// Copyright (C) 2025 Ryan Daum <ryan.daum@gmail.com> This program is free
// software: you can redistribute it and/or modify it under the terms of the GNU
// General Public License as published by the Free Software Foundation, version
// 3.
//
// This program is distributed in the hope that it will be useful, but WITHOUT
// ANY WARRANTY; without even the implied warranty of MERCHANTABILITY or FITNESS
// FOR A PARTICULAR PURPOSE. See the GNU General Public License for more details.
//
// You should have received a copy of the GNU General Public License along with
// this program. If not, see <https://www.gnu.org/licenses/>.
//

use std::borrow::Cow;
use std::io;

use moodb_var::{Objid, Var, VarType, WaifRef, format_float};
use tracing::{debug, info};

use crate::error::EncodeError;
use crate::model::{
    Activation, ActivationInfo, InterruptedTask, MooDatabase, MooObject, QueuedTask,
    SuspendedTask, Vm,
};
use crate::version::CURRENT_VERSION;
use crate::waif::{Interned, WaifInterner};
use crate::{EncodingMode, WriterOptions};

/// Encode a line for output. In ISO-8859-1 mode code points up to U+00FF are written as the
/// byte of the same value, which undoes what the reader did; anything above goes through
/// windows-1252.
pub(crate) fn encode_str(s: &str, encoding: EncodingMode) -> Cow<'_, [u8]> {
    match encoding {
        EncodingMode::UTF8 => Cow::Borrowed(s.as_bytes()),
        EncodingMode::ISO8859_1 => {
            if s.is_ascii() {
                return Cow::Borrowed(s.as_bytes());
            }
            let mut out = Vec::with_capacity(s.len());
            for c in s.chars() {
                match u8::try_from(c as u32) {
                    Ok(b) => out.push(b),
                    Err(_) => {
                        let mut tmp = [0u8; 4];
                        let (bytes, _, _) =
                            encoding_rs::WINDOWS_1252.encode(c.encode_utf8(&mut tmp));
                        out.extend_from_slice(&bytes);
                    }
                }
            }
            Cow::Owned(out)
        }
    }
}

/// Writes a database in the current (v17) format, whatever version it was read from.
pub struct TextdumpWriter<'a, W: io::Write> {
    writer: W,
    db: &'a MooDatabase,
    encoding_mode: EncodingMode,
    newline: &'static str,
    waifs: WaifInterner,
}

impl<'a, W: io::Write> TextdumpWriter<'a, W> {
    pub fn new(writer: W, db: &'a MooDatabase, options: &WriterOptions) -> Self {
        let line_ending = options.line_ending.unwrap_or(db.line_ending);
        Self {
            writer,
            db,
            encoding_mode: options.encoding,
            newline: line_ending.as_str(),
            waifs: WaifInterner::new(options.waif_index_mode),
        }
    }

    fn write_line(&mut self, line: &str) -> Result<(), EncodeError> {
        let bytes = encode_str(line, self.encoding_mode);
        self.writer.write_all(&bytes)?;
        self.writer.write_all(self.newline.as_bytes())?;
        Ok(())
    }

    fn write_num(&mut self, n: i64) -> Result<(), EncodeError> {
        self.write_line(&n.to_string())
    }

    fn write_count(&mut self, n: usize) -> Result<(), EncodeError> {
        self.write_line(&n.to_string())
    }

    fn write_obj(&mut self, o: Objid) -> Result<(), EncodeError> {
        self.write_num(o.0)
    }

    /// Write a value with its type tag.
    pub fn write_var(&mut self, v: &Var) -> Result<(), EncodeError> {
        self.write_num(v.type_tag().tag())?;
        self.write_var_value(v)
    }

    /// Write a value's payload only, for places where the tag shares a line with something
    /// else.
    fn write_var_value(&mut self, v: &Var) -> Result<(), EncodeError> {
        match v {
            Var::Int(i) | Var::Err(i) | Var::Catch(i) | Var::Finally(i) | Var::Anon(i) => {
                self.write_num(*i)
            }
            Var::Bool(b) => self.write_num(i64::from(*b)),
            Var::Float(f) => self.write_line(&format_float(*f)),
            Var::Str(s) => self.write_line(s),
            Var::Obj(o) => self.write_obj(*o),
            Var::List(l) => {
                self.write_count(l.len())?;
                for item in l {
                    self.write_var(item)?;
                }
                Ok(())
            }
            Var::Map(m) => {
                self.write_count(m.len())?;
                for (k, value) in m {
                    if matches!(k, Var::List(_) | Var::Map(_) | Var::Clear | Var::None) {
                        return Err(EncodeError::UnsupportedValueKind {
                            kind: k.type_name(),
                            position: "a map key",
                        });
                    }
                    self.write_var(k)?;
                    self.write_var(value)?;
                }
                Ok(())
            }
            Var::Waif(w) => self.write_waif(*w),
            Var::Clear | Var::None => Ok(()),
        }
    }

    fn write_waif(&mut self, w: WaifRef) -> Result<(), EncodeError> {
        let db = self.db;
        let Some(waif) = db.waifs.get(&w.0) else {
            return Err(EncodeError::DanglingWaifReference(w.0));
        };
        match self.waifs.intern(w.0) {
            Interned::Reference(index) => {
                self.write_line(&format!("r {index}"))?;
            }
            Interned::Define(index) => {
                self.write_line(&format!("c {index}"))?;
                self.write_obj(waif.class)?;
                self.write_obj(waif.owner)?;
                self.write_num(waif.propdefs_length)?;
                for (slot, value) in &waif.props {
                    self.write_num(*slot)?;
                    self.write_var(value)?;
                }
                self.write_num(-1)?;
            }
        }
        self.write_line(".")
    }

    fn write_objid_list(&mut self, ids: &[Objid]) -> Result<(), EncodeError> {
        self.write_num(VarType::TYPE_LIST.tag())?;
        self.write_count(ids.len())?;
        for id in ids {
            self.write_num(VarType::TYPE_OBJ.tag())?;
            self.write_obj(*id)?;
        }
        Ok(())
    }

    fn write_object(&mut self, object: &MooObject) -> Result<(), EncodeError> {
        self.write_line(&format!("#{}", object.id))?;
        self.write_line(&object.name)?;
        self.write_num(object.flags)?;
        self.write_obj(object.owner)?;
        self.write_var(&object.location)?;
        self.write_var(&object.last_move)?;
        self.write_objid_list(&object.contents)?;
        // A single parent is written bare; none or several as a list.
        match object.parents.as_slice() {
            [parent] => {
                self.write_num(VarType::TYPE_OBJ.tag())?;
                self.write_obj(*parent)?;
            }
            parents => self.write_objid_list(parents)?,
        }
        self.write_objid_list(&object.children)?;

        self.write_count(object.verbs.len())?;
        for verb in &object.verbs {
            self.write_line(&verb.name)?;
            self.write_obj(verb.owner)?;
            self.write_num(verb.perms)?;
            self.write_num(verb.prep)?;
        }

        if object.propdefs_count > object.properties.len() {
            return Err(EncodeError::PropdefsOverflow {
                object: object.objid(),
                declared: object.propdefs_count,
                present: object.properties.len(),
            });
        }
        self.write_count(object.propdefs_count)?;
        for prop in object.defined_properties() {
            self.write_line(&prop.name)?;
        }
        self.write_count(object.properties.len())?;
        for prop in &object.properties {
            self.write_var(&prop.value)?;
            self.write_obj(prop.owner)?;
            self.write_num(prop.perms)?;
        }
        Ok(())
    }

    fn write_objects(&mut self) -> Result<(), EncodeError> {
        let db = self.db;
        self.write_count(db.total_objects)?;
        for id in 0..db.total_objects as i64 {
            if db.recycled_objects.contains(&id) {
                self.write_line(&format!("# {id} recycled"))?;
                continue;
            }
            match db.objects.get(&id) {
                Some(object) if !object.anon => self.write_object(object)?,
                _ => return Err(EncodeError::MissingObject(id)),
            }
        }

        let anonymous: Vec<&MooObject> = db.anonymous_objects().collect();
        if !anonymous.is_empty() {
            self.write_count(anonymous.len())?;
            for object in anonymous {
                self.write_object(object)?;
            }
        }
        self.write_num(0)
    }

    fn write_programs(&mut self) -> Result<(), EncodeError> {
        let db = self.db;
        self.write_count(db.program_count())?;
        for object in db.objects_in_write_order() {
            for (index, verb) in object.verbs.iter().enumerate() {
                let Some(code) = &verb.code else {
                    continue;
                };
                self.write_line(&format!("#{}:{index}", object.id))?;
                self.write_code(code)?;
            }
        }
        Ok(())
    }

    fn write_code(&mut self, code: &[String]) -> Result<(), EncodeError> {
        for line in code {
            self.write_line(line)?;
        }
        self.write_line(".")
    }

    fn write_rt_env(&mut self, rt_env: &[(String, Var)]) -> Result<(), EncodeError> {
        self.write_line(&format!("{} variables", rt_env.len()))?;
        for (name, value) in rt_env {
            self.write_line(name)?;
            self.write_var(value)?;
        }
        Ok(())
    }

    fn write_activation_info(&mut self, info: &ActivationInfo) -> Result<(), EncodeError> {
        self.write_var(&info.temp_value)?;
        self.write_var(&info.temp_this)?;
        self.write_var(&info.temp_vloc)?;
        self.write_num(info.threaded)?;
        self.write_line(&format!(
            "{} {} {} {} {} {} {} {} {}",
            info.this,
            info.unused1,
            info.unused2,
            info.player,
            info.unused3,
            info.programmer,
            info.vloc,
            info.unused4,
            info.debug
        ))?;
        for placeholder in ["No", "More", "Parse", "Infos"] {
            self.write_line(placeholder)?;
        }
        self.write_line(&info.verb)?;
        self.write_line(&info.verbname)
    }

    fn write_activation(&mut self, activation: &Activation) -> Result<(), EncodeError> {
        self.write_line(&format!("language version {}", activation.lang_version))?;
        self.write_code(&activation.code)?;
        self.write_rt_env(&activation.rt_env)?;
        self.write_line(&format!("{} rt_stack slots in use", activation.stack.len()))?;
        for v in &activation.stack {
            self.write_var(v)?;
        }
        self.write_activation_info(&activation.info)?;
        self.write_var(&activation.temp_end)?;
        self.write_line(&format!(
            "{} {} {}",
            activation.pc, activation.bi_func_pc, activation.error_pc
        ))?;
        if activation.bi_func_pc != 0 {
            self.write_line(activation.bi_func_name.as_deref().unwrap_or(""))?;
        }
        Ok(())
    }

    fn write_vm(&mut self, task_id: i64, vm: &Vm) -> Result<(), EncodeError> {
        if vm.stack.is_empty() {
            return Err(EncodeError::EmptyStack(task_id));
        }
        self.write_var(&vm.locals)?;
        self.write_line(&format!(
            "{} {} {} {}",
            vm.stack.len() - 1,
            vm.vector,
            vm.func_id,
            vm.max_stackframes
        ))?;
        for activation in &vm.stack {
            self.write_activation(activation)?;
        }
        Ok(())
    }

    fn write_queued_task(&mut self, task: &QueuedTask) -> Result<(), EncodeError> {
        self.write_line(&format!(
            "{} {} {} {}",
            task.unused, task.first_lineno, task.start_time, task.id
        ))?;
        self.write_activation_info(&task.activation)?;
        self.write_rt_env(&task.rt_env)?;
        self.write_code(&task.code)
    }

    fn write_suspended_task(&mut self, task: &SuspendedTask) -> Result<(), EncodeError> {
        match &task.value {
            Some(value) => {
                self.write_line(&format!(
                    "{} {} {}",
                    task.start_time,
                    task.id,
                    value.type_tag().tag()
                ))?;
                self.write_var_value(value)?;
            }
            None => self.write_line(&format!("{} {}", task.start_time, task.id))?,
        }
        self.write_vm(task.id, &task.vm)
    }

    fn write_interrupted_task(&mut self, task: &InterruptedTask) -> Result<(), EncodeError> {
        self.write_line(&format!("{} {}", task.id, task.status))?;
        self.write_vm(task.id, &task.vm)
    }

    fn write_task_queue(&mut self) -> Result<(), EncodeError> {
        let db = self.db;
        self.write_line(&format!("{} clocks", db.clocks.len()))?;
        for clock in &db.clocks {
            self.write_line(clock)?;
        }
        self.write_line(&format!("{} queued tasks", db.queued_tasks.len()))?;
        for task in &db.queued_tasks {
            self.write_queued_task(task)?;
        }
        self.write_line(&format!("{} suspended tasks", db.suspended_tasks.len()))?;
        for task in &db.suspended_tasks {
            self.write_suspended_task(task)?;
        }
        self.write_line(&format!("{} interrupted tasks", db.interrupted_tasks.len()))?;
        for task in &db.interrupted_tasks {
            self.write_interrupted_task(task)?;
        }
        Ok(())
    }

    fn write_connections(&mut self) -> Result<(), EncodeError> {
        let db = self.db;
        let suffix = if db.connections_with_listeners {
            " with listeners"
        } else {
            ""
        };
        self.write_line(&format!("{} active connections{suffix}", db.connections.len()))?;
        for connection in &db.connections {
            self.write_line(connection)?;
        }
        Ok(())
    }

    pub fn write_textdump(&mut self) -> Result<(), EncodeError> {
        let db = self.db;
        self.write_line(&CURRENT_VERSION.banner())?;

        self.write_count(db.players.len())?;
        for player in &db.players {
            self.write_obj(*player)?;
        }

        self.write_line(&format!(
            "{} values pending finalization",
            db.pending_anon_ids.len()
        ))?;
        for id in &db.pending_anon_ids {
            self.write_var(&Var::Anon(*id))?;
        }

        self.write_task_queue()?;
        self.write_connections()?;
        self.write_objects()?;
        self.write_programs()?;
        self.writer.flush()?;

        info!(
            "wrote {} objects, {} waifs",
            db.objects.len(),
            self.waifs.written_count()
        );
        if db.version != CURRENT_VERSION {
            debug!("uplifted from {} to {}", db.version, CURRENT_VERSION);
        }
        Ok(())
    }
}
// Copyright (C) 2025 Ryan Daum <ryan.daum@gmail.com> This program is free
// software: you can redistribute it and/or modify it under the terms of the GNU
// General Public License as published by the Free Software Foundation, version
// 3.
//
// This program is distributed in the hope that it will be useful, but WITHOUT
// ANY WARRANTY; without even the implied warranty of MERCHANTABILITY or FITNESS
// FOR A PARTICULAR PURPOSE. See the GNU General Public License for more details.
//
// You should have received a copy of the GNU General Public License along with
// this program. If not, see <https://www.gnu.org/licenses/>.
//

//! Representation of the objects, verbs, properties, waifs and tasks held in a textdump.

use crate::error::DanglingReference;
use crate::version::{CURRENT_VERSION, DbVersion};
use moodb_var::{NOTHING, Objid, Var, v_empty_map, v_int, v_obj};
use serde::{Deserialize, Serialize};
use std::collections::{BTreeMap, BTreeSet, HashSet};
use strum::{Display, EnumString};
use tracing::{debug, warn};

/// Default `max_stackframes` for VM headers that predate the field.
pub const DEFAULT_MAX_STACKFRAMES: i64 = 50;

#[derive(Copy, Clone, Debug, PartialEq, Eq, Default, Serialize, Deserialize, Display, EnumString)]
pub enum LineEnding {
    #[default]
    #[serde(rename = "lf")]
    #[strum(serialize = "lf")]
    Lf,
    #[serde(rename = "crlf")]
    #[strum(serialize = "crlf")]
    CrLf,
}

impl LineEnding {
    pub fn as_str(&self) -> &'static str {
        match self {
            LineEnding::Lf => "\n",
            LineEnding::CrLf => "\r\n",
        }
    }
}

#[derive(Clone, Debug, PartialEq)]
pub struct Verb {
    pub name: String,
    pub owner: Objid,
    pub perms: i64,
    pub prep: i64,
    /// The object the verb is defined on.
    pub object: Objid,
    /// `None` when the database carries no program for this verb, `Some(vec![])` when it carries
    /// an empty one. The two are written differently.
    pub code: Option<Vec<String>>,
}

#[derive(Clone, Debug, PartialEq)]
pub struct Property {
    pub name: String,
    pub value: Var,
    pub owner: Objid,
    pub perms: i64,
}

#[derive(Clone, Debug, PartialEq)]
pub struct MooObject {
    pub id: i64,
    pub name: String,
    pub flags: i64,
    pub owner: Objid,
    pub location: Var,
    pub last_move: Var,
    pub parents: Vec<Objid>,
    pub children: Vec<Objid>,
    pub contents: Vec<Objid>,
    pub verbs: Vec<Verb>,
    /// Property values in slot order: the object's own definitions first, then inherited slots.
    pub properties: Vec<Property>,
    /// How many leading entries of `properties` are defined on this object.
    pub propdefs_count: usize,
    pub anon: bool,
}

impl MooObject {
    pub fn new(id: i64, name: &str) -> Self {
        Self {
            id,
            name: name.to_string(),
            flags: 0,
            owner: NOTHING,
            location: v_obj(NOTHING.0),
            last_move: v_obj(NOTHING.0),
            parents: vec![NOTHING],
            children: vec![],
            contents: vec![],
            verbs: vec![],
            properties: vec![],
            propdefs_count: 0,
            anon: false,
        }
    }

    pub fn objid(&self) -> Objid {
        Objid(self.id)
    }

    pub fn has_flag(&self, flag: u8) -> bool {
        self.flags & (1 << flag) != 0
    }

    pub fn defined_properties(&self) -> &[Property] {
        &self.properties[..self.propdefs_count.min(self.properties.len())]
    }

    pub fn find_property(&self, name: &str) -> Option<&Property> {
        self.properties.iter().find(|p| p.name == name)
    }
}

#[derive(Clone, Debug, PartialEq)]
pub struct Waif {
    pub class: Objid,
    pub owner: Objid,
    pub propdefs_length: i64,
    /// Slots that hold a value, in the order written.
    pub props: Vec<(i64, Var)>,
}

/// The parse-info portion of an activation. Queued tasks carry only this; suspended and
/// interrupted frames carry it inside a full [`Activation`].
#[derive(Clone, Debug, PartialEq)]
pub struct ActivationInfo {
    pub temp_value: Var,
    pub temp_this: Var,
    pub temp_vloc: Var,
    pub threaded: i64,
    pub this: i64,
    pub unused1: i64,
    pub unused2: i64,
    pub player: i64,
    pub unused3: i64,
    pub programmer: i64,
    pub vloc: i64,
    pub unused4: i64,
    pub debug: i64,
    pub verb: String,
    pub verbname: String,
}

impl Default for ActivationInfo {
    fn default() -> Self {
        Self {
            temp_value: v_int(-111),
            temp_this: v_obj(NOTHING.0),
            temp_vloc: v_obj(NOTHING.0),
            threaded: 0,
            this: NOTHING.0,
            unused1: -7,
            unused2: -8,
            player: NOTHING.0,
            unused3: -9,
            programmer: NOTHING.0,
            vloc: NOTHING.0,
            unused4: -10,
            debug: 0,
            verb: String::new(),
            verbname: String::new(),
        }
    }
}

#[derive(Clone, Debug, PartialEq)]
pub struct Activation {
    pub lang_version: i64,
    pub code: Vec<String>,
    pub rt_env: Vec<(String, Var)>,
    pub stack: Vec<Var>,
    pub info: ActivationInfo,
    pub temp_end: Var,
    pub pc: i64,
    pub bi_func_pc: i64,
    pub error_pc: i64,
    /// Name of the builtin the frame was suspended in, present when `bi_func_pc != 0`.
    pub bi_func_name: Option<String>,
}

impl Default for Activation {
    fn default() -> Self {
        Self {
            lang_version: CURRENT_VERSION.number() as i64,
            code: vec![],
            rt_env: vec![],
            stack: vec![],
            info: ActivationInfo::default(),
            temp_end: v_int(0),
            pc: 0,
            bi_func_pc: 0,
            error_pc: 0,
            bi_func_name: None,
        }
    }
}

#[derive(Clone, Debug, PartialEq)]
pub struct Vm {
    pub locals: Var,
    pub vector: i64,
    pub func_id: i64,
    pub max_stackframes: i64,
    /// Bottom of the stack first. The header's `top` is `stack.len() - 1`.
    pub stack: Vec<Activation>,
}

impl Default for Vm {
    fn default() -> Self {
        Self {
            locals: v_empty_map(),
            vector: 0,
            func_id: 0,
            max_stackframes: DEFAULT_MAX_STACKFRAMES,
            stack: vec![],
        }
    }
}

#[derive(Clone, Debug, PartialEq)]
pub struct QueuedTask {
    pub unused: i64,
    pub first_lineno: i64,
    pub start_time: i64,
    pub id: i64,
    pub activation: ActivationInfo,
    pub rt_env: Vec<(String, Var)>,
    pub code: Vec<String>,
}

#[derive(Clone, Debug, PartialEq)]
pub struct SuspendedTask {
    pub start_time: i64,
    pub id: i64,
    /// The value the task resumes with, when one was stored.
    pub value: Option<Var>,
    pub vm: Vm,
}

#[derive(Clone, Debug, PartialEq)]
pub struct InterruptedTask {
    pub id: i64,
    pub status: String,
    pub vm: Vm,
}

#[derive(Clone, Debug, PartialEq)]
pub struct MooDatabase {
    pub version: DbVersion,
    pub version_string: String,
    pub total_objects: usize,
    pub total_verbs: usize,
    pub total_players: usize,
    pub objects: BTreeMap<i64, MooObject>,
    pub waifs: BTreeMap<usize, Waif>,
    pub players: Vec<Objid>,
    pub recycled_objects: BTreeSet<i64>,
    pub pending_anon_ids: Vec<i64>,
    pub clocks: Vec<String>,
    pub queued_tasks: Vec<QueuedTask>,
    pub suspended_tasks: Vec<SuspendedTask>,
    pub interrupted_tasks: Vec<InterruptedTask>,
    pub connections: Vec<String>,
    pub connections_with_listeners: bool,
    pub line_ending: LineEnding,
}

impl Default for MooDatabase {
    fn default() -> Self {
        Self::new()
    }
}

impl MooDatabase {
    pub fn new() -> Self {
        Self {
            version: CURRENT_VERSION,
            version_string: CURRENT_VERSION.banner(),
            total_objects: 0,
            total_verbs: 0,
            total_players: 0,
            objects: BTreeMap::new(),
            waifs: BTreeMap::new(),
            players: vec![],
            recycled_objects: BTreeSet::new(),
            pending_anon_ids: vec![],
            clocks: vec![],
            queued_tasks: vec![],
            suspended_tasks: vec![],
            interrupted_tasks: vec![],
            connections: vec![],
            connections_with_listeners: false,
            line_ending: LineEnding::Lf,
        }
    }

    /// Anonymous objects live outside the dense id range, or are explicitly marked.
    pub fn is_anonymous(&self, obj: &MooObject) -> bool {
        obj.anon || obj.id < 0 || obj.id as usize >= self.total_objects
    }

    /// Objects that occupy a slot in the dense object table.
    pub fn dense_objects(&self) -> impl Iterator<Item = &MooObject> {
        self.objects.values().filter(|o| {
            !self.is_anonymous(o) && !self.recycled_objects.contains(&o.id)
        })
    }

    pub fn anonymous_objects(&self) -> impl Iterator<Item = &MooObject> {
        self.objects.values().filter(|o| self.is_anonymous(o))
    }

    /// The order objects (and so verb programs) are written in.
    pub fn objects_in_write_order(&self) -> Vec<&MooObject> {
        self.dense_objects().chain(self.anonymous_objects()).collect()
    }

    /// Every slot below `total_objects` is either a live object or recycled, never both.
    pub fn object_count_consistent(&self) -> bool {
        let recycled = self
            .recycled_objects
            .iter()
            .filter(|id| **id >= 0 && (**id as usize) < self.total_objects)
            .count();
        self.dense_objects().count() + recycled == self.total_objects
    }

    /// Number of verbs that carry a program.
    pub fn program_count(&self) -> usize {
        self.objects_in_write_order()
            .iter()
            .flat_map(|o| o.verbs.iter())
            .filter(|v| v.code.is_some())
            .count()
    }

    /// Whether an object reference points at something the database declares. Negative ids are
    /// sentinels and always fine.
    pub fn declares(&self, target: Objid) -> bool {
        if target.is_sentinel() {
            return true;
        }
        (target.0 as usize) < self.total_objects
            || self.objects.get(&target.0).is_some_and(|o| o.anon)
    }

    /// Collect object references in object fields and the player list that name no declared
    /// object.
    pub fn dangling_references(&self) -> Vec<DanglingReference> {
        let mut found = vec![];
        let mut check = |target: Objid, path: &dyn Fn() -> String| {
            if !self.declares(target) {
                found.push(DanglingReference {
                    target,
                    path: path(),
                });
            }
        };

        for (i, player) in self.players.iter().enumerate() {
            check(*player, &|| format!("players[{i}]"));
        }
        for obj in self.objects.values() {
            let id = obj.id;
            check(obj.owner, &|| format!("#{id}.owner"));
            if let Var::Obj(o) = &obj.location {
                check(*o, &|| format!("#{id}.location"));
            }
            if let Var::Obj(o) = &obj.last_move {
                check(*o, &|| format!("#{id}.last_move"));
            }
            for (i, o) in obj.parents.iter().enumerate() {
                check(*o, &|| format!("#{id}.parents[{i}]"));
            }
            for (i, o) in obj.children.iter().enumerate() {
                check(*o, &|| format!("#{id}.children[{i}]"));
            }
            for (i, o) in obj.contents.iter().enumerate() {
                check(*o, &|| format!("#{id}.contents[{i}]"));
            }
            for (i, v) in obj.verbs.iter().enumerate() {
                check(v.owner, &|| format!("#{id}.verbs[{i}].owner"));
            }
            for (i, p) in obj.properties.iter().enumerate() {
                check(p.owner, &|| format!("#{id}.properties[{i}].owner"));
            }
        }
        found
    }

    /// All ancestors of an object, depth first along each parent list, each listed once.
    pub fn ancestors(&self, id: i64) -> Vec<i64> {
        let mut seen = HashSet::from([id]);
        let mut result = vec![];
        let mut stack: Vec<i64> = vec![];
        if let Some(obj) = self.objects.get(&id) {
            stack.extend(obj.parents.iter().rev().map(|p| p.0));
        }
        while let Some(next) = stack.pop() {
            if next < 0 || !seen.insert(next) {
                continue;
            }
            let Some(obj) = self.objects.get(&next) else {
                continue;
            };
            result.push(next);
            stack.extend(obj.parents.iter().rev().map(|p| p.0));
        }
        result
    }

    /// Fill in the names of inherited property slots. The file only names the slots an object
    /// defines itself; inherited ones follow in the order of the ancestors' own definitions.
    ///
    /// Returns the number of objects whose slot count disagreed with their ancestry; those are
    /// left unnamed.
    pub fn resolve_property_names(&mut self) -> usize {
        let mut resolved = vec![];
        let mut unresolved = 0;
        for obj in self.objects.values() {
            if obj.properties.len() <= obj.propdefs_count {
                continue;
            }
            let inherited: Vec<String> = self
                .ancestors(obj.id)
                .iter()
                .filter_map(|a| self.objects.get(a))
                .flat_map(|a| a.defined_properties().iter().map(|p| p.name.clone()))
                .collect();
            if inherited.len() + obj.propdefs_count != obj.properties.len() {
                warn!(
                    "#{}: {} property slots but {} defined along its ancestry; leaving inherited names unresolved",
                    obj.id,
                    obj.properties.len(),
                    inherited.len() + obj.propdefs_count
                );
                unresolved += 1;
                continue;
            }
            resolved.push((obj.id, inherited));
        }
        for (id, names) in resolved {
            let Some(obj) = self.objects.get_mut(&id) else {
                continue;
            };
            let start = obj.propdefs_count;
            for (prop, name) in obj.properties[start..].iter_mut().zip(names) {
                prop.name = name;
            }
            debug!("#{id}: resolved {} inherited property names", obj.properties.len() - start);
        }
        unresolved
    }
}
········
Work required: Search each line of the data above for "static", and copy the lines where it occurs.

Answer box:
    newline: &'static str,
    pub fn as_str(&self) -> &'static str {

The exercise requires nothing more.